▶ _WHAT THE TASK ASKS_:
Reproduce verbatim the lines of the material below, starting at the line with "produced by a run." and ending at the line with "use crate::application::health_router::HealthRouter;", both inclusive; skip the rest.

▶ _THE INPUT_:
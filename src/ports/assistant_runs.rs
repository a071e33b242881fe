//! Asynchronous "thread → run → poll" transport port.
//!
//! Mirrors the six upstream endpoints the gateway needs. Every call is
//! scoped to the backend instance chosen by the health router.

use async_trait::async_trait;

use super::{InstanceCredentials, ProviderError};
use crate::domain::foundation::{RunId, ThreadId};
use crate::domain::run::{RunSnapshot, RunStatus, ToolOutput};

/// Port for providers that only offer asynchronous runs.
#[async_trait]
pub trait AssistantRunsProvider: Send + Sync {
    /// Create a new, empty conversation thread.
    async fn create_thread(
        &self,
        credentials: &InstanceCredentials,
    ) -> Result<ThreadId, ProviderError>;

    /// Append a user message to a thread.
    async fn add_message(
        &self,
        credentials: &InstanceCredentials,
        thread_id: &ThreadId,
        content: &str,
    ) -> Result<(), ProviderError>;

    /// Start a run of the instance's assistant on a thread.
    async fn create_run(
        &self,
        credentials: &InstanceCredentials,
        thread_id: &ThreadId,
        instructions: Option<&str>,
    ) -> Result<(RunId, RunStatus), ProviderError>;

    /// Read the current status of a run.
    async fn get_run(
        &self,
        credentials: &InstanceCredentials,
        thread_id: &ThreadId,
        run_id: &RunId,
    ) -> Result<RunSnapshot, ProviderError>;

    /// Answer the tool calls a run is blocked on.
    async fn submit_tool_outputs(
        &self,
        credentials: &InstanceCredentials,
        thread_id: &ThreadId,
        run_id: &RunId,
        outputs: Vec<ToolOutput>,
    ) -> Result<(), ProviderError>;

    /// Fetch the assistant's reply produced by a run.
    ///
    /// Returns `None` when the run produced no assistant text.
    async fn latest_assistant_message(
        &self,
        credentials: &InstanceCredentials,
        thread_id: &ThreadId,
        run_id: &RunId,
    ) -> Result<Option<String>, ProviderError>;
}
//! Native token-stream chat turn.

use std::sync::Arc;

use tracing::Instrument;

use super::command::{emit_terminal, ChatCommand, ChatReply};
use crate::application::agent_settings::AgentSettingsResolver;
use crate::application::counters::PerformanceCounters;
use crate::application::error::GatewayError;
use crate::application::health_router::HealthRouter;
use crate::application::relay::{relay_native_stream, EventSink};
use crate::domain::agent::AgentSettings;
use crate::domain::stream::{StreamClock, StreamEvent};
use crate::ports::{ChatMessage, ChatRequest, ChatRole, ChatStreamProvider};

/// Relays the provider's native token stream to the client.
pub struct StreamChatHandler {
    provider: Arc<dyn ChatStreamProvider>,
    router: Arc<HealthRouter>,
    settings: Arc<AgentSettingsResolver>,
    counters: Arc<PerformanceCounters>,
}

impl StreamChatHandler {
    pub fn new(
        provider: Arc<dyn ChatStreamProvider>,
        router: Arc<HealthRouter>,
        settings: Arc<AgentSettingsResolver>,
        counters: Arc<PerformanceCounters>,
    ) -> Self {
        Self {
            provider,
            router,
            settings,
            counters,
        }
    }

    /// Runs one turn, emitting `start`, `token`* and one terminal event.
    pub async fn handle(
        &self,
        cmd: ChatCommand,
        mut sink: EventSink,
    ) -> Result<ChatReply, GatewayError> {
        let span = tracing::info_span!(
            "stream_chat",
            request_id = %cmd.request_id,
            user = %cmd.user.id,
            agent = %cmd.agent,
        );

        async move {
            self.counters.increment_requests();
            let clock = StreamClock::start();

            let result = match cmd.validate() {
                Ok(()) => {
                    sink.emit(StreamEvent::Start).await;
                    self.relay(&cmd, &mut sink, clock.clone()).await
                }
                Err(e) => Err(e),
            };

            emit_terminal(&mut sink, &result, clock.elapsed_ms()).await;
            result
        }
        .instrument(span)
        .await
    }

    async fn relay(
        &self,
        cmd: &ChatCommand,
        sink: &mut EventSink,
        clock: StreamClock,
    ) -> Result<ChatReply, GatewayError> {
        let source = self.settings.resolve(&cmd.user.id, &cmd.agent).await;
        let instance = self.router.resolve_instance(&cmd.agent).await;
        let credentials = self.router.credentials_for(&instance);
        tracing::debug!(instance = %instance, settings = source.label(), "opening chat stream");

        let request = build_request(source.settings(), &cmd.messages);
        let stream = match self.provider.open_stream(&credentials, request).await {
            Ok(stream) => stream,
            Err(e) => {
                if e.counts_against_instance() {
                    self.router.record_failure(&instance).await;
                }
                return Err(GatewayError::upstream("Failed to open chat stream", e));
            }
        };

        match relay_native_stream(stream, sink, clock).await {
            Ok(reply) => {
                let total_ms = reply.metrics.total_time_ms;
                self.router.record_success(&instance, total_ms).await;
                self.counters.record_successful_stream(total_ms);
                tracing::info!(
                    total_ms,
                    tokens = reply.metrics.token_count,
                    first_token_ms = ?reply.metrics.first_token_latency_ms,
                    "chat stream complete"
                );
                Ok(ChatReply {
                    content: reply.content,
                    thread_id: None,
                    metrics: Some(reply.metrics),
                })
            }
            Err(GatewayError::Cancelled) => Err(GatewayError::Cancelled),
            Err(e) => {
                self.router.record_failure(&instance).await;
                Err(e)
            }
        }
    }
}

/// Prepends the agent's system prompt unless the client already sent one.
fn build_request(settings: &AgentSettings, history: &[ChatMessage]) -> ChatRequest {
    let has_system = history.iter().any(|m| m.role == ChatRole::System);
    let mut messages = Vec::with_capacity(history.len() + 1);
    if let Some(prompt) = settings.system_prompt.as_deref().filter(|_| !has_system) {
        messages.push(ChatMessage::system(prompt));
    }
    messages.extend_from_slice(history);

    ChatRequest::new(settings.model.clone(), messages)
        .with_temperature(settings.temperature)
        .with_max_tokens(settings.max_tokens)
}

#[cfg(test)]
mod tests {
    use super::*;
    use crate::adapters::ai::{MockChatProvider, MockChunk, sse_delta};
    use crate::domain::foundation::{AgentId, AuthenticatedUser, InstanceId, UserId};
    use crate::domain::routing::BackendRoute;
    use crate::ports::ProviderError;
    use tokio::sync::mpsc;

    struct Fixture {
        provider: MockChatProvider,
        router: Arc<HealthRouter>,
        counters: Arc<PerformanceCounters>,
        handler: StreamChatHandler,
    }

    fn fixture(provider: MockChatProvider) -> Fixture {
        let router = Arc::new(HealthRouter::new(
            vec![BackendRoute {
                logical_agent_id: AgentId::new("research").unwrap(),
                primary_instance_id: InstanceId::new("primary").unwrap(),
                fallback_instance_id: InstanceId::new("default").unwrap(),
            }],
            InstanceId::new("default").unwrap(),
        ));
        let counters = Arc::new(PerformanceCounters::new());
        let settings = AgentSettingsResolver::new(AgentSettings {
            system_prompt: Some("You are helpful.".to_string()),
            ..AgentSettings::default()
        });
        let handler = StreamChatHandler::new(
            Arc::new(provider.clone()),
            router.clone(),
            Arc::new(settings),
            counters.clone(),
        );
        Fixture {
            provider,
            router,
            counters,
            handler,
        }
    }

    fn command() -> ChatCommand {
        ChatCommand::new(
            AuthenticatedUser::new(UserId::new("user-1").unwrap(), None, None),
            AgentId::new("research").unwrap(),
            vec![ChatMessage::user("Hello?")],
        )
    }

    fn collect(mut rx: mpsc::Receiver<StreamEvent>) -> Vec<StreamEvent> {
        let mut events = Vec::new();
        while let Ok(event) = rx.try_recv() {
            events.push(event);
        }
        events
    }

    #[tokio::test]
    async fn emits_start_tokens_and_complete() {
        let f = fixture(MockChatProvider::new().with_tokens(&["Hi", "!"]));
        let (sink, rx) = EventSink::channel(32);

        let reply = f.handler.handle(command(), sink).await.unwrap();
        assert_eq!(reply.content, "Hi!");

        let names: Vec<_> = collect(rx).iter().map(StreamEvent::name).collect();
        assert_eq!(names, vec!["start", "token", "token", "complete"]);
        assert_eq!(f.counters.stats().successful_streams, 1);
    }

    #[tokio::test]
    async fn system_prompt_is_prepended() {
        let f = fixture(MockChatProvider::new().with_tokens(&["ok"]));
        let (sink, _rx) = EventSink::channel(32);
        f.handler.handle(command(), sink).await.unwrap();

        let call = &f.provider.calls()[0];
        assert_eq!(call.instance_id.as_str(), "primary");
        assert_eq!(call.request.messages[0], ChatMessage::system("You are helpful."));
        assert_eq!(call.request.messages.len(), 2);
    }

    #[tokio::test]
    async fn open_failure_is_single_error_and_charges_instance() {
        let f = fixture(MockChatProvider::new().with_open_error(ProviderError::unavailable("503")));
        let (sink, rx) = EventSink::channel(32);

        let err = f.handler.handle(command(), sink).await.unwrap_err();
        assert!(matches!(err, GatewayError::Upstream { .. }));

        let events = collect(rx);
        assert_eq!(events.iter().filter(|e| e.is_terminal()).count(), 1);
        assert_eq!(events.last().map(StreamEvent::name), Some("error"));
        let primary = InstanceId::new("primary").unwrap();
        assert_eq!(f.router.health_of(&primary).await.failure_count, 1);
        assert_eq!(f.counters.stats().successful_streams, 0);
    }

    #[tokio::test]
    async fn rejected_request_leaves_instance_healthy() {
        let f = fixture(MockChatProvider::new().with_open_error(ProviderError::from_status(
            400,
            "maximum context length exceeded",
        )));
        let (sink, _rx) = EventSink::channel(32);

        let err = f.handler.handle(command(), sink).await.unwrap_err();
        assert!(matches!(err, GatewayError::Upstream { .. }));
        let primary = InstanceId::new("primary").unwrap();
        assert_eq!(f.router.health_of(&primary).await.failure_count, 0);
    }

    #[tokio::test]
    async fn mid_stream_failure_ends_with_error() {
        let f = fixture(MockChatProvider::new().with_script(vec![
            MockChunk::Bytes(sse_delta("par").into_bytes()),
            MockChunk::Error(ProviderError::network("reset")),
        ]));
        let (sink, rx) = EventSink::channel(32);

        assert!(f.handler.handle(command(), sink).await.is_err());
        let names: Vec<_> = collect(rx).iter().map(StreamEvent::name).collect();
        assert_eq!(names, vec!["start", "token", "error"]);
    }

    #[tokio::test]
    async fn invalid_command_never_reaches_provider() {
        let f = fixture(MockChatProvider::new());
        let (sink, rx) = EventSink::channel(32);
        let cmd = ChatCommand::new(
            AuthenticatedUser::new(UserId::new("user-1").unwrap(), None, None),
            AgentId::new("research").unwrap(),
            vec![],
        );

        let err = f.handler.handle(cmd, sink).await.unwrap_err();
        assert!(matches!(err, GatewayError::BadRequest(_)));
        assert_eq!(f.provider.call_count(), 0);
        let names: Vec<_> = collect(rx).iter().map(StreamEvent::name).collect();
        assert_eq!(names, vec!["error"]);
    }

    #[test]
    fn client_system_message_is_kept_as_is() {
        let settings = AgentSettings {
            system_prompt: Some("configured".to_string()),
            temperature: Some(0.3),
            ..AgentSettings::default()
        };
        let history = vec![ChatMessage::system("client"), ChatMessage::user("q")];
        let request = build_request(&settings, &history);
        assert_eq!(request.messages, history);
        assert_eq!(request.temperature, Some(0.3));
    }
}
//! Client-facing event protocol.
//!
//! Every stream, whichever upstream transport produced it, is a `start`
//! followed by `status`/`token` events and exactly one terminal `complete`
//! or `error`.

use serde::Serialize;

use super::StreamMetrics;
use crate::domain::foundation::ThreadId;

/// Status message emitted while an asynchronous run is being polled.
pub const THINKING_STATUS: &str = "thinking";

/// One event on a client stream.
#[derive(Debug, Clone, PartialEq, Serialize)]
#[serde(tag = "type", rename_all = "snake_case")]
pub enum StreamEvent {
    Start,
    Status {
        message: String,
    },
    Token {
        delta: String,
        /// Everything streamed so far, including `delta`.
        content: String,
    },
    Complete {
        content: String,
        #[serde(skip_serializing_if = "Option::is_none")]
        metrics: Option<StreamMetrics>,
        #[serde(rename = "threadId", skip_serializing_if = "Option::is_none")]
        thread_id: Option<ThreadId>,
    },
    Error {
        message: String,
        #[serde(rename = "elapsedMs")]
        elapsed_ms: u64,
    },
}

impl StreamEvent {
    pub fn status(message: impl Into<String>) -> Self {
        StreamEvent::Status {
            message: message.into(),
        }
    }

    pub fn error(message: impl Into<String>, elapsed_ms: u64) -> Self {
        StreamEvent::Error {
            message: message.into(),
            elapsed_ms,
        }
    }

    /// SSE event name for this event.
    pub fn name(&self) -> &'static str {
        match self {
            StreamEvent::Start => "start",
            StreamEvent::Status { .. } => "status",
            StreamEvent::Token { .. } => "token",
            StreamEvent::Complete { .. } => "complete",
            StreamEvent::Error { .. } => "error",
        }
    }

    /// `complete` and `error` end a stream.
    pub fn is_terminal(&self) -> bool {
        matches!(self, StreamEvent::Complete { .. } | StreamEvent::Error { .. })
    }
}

▶ _RESULT_:
    /// Fetch the assistant's reply produced by a run.
    ///
    /// Returns `None` when the run produced no assistant text.
    async fn latest_assistant_message(
        &self,
        credentials: &InstanceCredentials,
        thread_id: &ThreadId,
        run_id: &RunId,
    ) -> Result<Option<String>, ProviderError>;
}
//! Native token-stream chat turn.

use std::sync::Arc;

use tracing::Instrument;

use super::command::{emit_terminal, ChatCommand, ChatReply};
use crate::application::agent_settings::AgentSettingsResolver;
use crate::application::counters::PerformanceCounters;
use crate::application::error::GatewayError;
use crate::application::health_router::HealthRouter;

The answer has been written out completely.